• _Exercise requirements_:
Within the entries below, find the portion that opens with the line containing "Some(child) => block_id" and closes with the line containing "let cursor = self.stack.last_mut()?;". Retype that portion exactly and only.

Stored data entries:
________

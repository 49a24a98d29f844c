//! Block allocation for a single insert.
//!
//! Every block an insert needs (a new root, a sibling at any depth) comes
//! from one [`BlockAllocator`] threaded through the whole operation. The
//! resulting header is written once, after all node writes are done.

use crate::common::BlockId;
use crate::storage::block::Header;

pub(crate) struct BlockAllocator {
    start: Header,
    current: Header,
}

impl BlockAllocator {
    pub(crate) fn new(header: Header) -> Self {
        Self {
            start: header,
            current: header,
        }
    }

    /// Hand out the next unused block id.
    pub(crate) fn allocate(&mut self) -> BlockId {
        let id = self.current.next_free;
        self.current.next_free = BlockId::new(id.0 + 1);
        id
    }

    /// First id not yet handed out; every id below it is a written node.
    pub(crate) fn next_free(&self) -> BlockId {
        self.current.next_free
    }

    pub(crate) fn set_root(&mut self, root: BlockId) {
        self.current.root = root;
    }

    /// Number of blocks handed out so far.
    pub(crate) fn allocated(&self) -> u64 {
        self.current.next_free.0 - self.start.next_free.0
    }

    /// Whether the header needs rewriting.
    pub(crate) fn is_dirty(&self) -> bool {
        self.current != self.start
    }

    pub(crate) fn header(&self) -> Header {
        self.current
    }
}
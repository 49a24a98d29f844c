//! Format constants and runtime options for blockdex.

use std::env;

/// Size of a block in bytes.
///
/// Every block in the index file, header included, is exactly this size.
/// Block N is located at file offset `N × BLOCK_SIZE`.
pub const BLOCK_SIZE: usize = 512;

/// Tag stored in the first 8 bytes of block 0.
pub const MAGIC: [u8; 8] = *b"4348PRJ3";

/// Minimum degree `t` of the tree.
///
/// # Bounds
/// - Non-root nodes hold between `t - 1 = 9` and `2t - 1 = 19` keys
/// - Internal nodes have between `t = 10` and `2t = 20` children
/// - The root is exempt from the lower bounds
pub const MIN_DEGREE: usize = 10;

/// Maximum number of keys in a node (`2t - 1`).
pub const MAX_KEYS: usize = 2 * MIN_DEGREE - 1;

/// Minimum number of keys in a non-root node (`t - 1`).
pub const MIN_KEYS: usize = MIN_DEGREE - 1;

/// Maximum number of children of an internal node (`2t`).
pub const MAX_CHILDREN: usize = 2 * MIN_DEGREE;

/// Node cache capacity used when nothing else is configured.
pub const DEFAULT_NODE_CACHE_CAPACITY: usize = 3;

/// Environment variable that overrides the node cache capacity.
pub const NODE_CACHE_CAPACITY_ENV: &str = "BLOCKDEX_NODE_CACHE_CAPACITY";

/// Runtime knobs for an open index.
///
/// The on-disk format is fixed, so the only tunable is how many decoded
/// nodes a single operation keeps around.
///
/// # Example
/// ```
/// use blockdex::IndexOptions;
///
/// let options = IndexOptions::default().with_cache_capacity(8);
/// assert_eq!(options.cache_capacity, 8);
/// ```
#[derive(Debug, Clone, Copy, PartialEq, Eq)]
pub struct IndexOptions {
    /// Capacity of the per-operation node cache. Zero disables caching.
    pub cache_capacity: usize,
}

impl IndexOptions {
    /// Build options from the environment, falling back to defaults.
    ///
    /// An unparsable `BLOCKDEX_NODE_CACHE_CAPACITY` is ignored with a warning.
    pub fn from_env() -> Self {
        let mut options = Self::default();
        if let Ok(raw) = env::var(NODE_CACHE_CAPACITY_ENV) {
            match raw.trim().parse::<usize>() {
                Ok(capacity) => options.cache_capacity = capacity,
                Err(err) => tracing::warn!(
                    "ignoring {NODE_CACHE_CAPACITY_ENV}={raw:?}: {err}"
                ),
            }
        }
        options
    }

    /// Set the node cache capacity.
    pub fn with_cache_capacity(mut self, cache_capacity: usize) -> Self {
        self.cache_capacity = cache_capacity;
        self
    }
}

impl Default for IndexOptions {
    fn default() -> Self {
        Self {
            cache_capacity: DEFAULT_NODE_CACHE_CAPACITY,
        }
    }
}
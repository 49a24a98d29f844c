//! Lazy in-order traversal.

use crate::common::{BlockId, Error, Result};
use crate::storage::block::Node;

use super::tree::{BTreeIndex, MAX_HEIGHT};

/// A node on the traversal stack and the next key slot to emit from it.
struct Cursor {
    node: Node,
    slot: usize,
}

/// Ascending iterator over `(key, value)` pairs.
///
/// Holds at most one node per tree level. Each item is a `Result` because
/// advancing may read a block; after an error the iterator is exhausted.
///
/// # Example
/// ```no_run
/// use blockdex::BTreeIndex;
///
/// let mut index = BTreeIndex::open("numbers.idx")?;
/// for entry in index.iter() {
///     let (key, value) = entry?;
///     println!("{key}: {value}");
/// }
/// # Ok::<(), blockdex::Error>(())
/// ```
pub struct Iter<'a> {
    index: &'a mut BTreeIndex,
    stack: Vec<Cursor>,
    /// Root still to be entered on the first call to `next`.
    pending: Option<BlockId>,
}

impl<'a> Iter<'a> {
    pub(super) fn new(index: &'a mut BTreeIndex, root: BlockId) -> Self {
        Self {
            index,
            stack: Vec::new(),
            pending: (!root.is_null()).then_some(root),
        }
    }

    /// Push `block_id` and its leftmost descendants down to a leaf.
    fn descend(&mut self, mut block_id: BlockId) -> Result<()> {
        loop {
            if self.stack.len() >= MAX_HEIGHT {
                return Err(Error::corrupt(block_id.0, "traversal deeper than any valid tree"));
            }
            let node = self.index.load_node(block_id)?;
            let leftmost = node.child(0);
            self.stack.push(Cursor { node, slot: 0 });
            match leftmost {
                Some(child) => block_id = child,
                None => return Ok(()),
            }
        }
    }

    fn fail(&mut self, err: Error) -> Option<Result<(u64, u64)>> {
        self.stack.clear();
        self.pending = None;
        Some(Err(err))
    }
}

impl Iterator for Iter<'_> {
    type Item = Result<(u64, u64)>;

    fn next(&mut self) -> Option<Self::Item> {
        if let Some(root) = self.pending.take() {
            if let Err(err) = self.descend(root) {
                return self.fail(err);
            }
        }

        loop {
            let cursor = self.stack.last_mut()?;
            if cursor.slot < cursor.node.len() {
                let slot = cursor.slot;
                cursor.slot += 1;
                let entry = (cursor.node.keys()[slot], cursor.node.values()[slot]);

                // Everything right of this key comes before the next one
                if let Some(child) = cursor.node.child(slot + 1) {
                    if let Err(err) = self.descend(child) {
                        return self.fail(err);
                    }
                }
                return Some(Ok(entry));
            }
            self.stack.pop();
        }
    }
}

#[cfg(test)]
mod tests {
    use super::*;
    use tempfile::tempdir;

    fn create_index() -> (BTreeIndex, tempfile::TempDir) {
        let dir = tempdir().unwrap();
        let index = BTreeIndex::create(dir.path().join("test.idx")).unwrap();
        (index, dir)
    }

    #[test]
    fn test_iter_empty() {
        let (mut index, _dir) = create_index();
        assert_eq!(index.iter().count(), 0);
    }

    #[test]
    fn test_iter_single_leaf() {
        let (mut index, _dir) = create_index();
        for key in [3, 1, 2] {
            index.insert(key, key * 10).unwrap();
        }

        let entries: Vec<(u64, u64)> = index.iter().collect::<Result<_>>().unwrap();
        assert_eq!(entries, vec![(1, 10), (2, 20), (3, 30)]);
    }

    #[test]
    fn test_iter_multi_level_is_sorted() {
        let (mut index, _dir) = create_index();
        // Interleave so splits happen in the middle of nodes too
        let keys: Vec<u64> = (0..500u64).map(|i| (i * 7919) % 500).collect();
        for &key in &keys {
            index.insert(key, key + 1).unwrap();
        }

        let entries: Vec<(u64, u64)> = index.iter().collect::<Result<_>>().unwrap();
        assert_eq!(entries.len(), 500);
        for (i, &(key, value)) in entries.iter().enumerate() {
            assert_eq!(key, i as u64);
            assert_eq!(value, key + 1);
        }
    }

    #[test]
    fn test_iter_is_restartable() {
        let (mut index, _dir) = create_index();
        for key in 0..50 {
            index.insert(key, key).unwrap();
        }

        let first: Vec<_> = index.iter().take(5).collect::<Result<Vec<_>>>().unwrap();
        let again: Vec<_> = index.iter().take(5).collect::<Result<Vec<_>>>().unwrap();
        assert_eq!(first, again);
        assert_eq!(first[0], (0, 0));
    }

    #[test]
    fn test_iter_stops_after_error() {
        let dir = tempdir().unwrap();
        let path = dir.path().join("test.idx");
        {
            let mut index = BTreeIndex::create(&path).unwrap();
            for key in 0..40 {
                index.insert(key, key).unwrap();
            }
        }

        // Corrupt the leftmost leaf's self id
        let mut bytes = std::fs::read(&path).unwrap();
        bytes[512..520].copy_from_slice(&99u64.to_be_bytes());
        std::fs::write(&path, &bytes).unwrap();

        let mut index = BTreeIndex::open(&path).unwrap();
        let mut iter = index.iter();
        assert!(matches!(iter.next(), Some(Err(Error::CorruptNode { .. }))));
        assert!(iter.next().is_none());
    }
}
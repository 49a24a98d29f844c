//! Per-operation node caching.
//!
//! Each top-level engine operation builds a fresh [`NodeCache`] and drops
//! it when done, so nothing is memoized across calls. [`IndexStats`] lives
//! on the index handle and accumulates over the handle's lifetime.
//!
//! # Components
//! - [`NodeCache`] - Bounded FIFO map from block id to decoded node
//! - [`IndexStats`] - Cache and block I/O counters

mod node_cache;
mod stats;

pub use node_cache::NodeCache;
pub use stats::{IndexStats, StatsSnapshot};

________

• _Written answer_:
                Some(child) => block_id = child,
                None => return Ok(()),
            }
        }
    }

    fn fail(&mut self, err: Error) -> Option<Result<(u64, u64)>> {
        self.stack.clear();
        self.pending = None;
        Some(Err(err))
    }
}

impl Iterator for Iter<'_> {
    type Item = Result<(u64, u64)>;

    fn next(&mut self) -> Option<Self::Item> {
        if let Some(root) = self.pending.take() {
            if let Err(err) = self.descend(root) {
                return self.fail(err);
            }
        }

        loop {
            let cursor = self.stack.last_mut()?;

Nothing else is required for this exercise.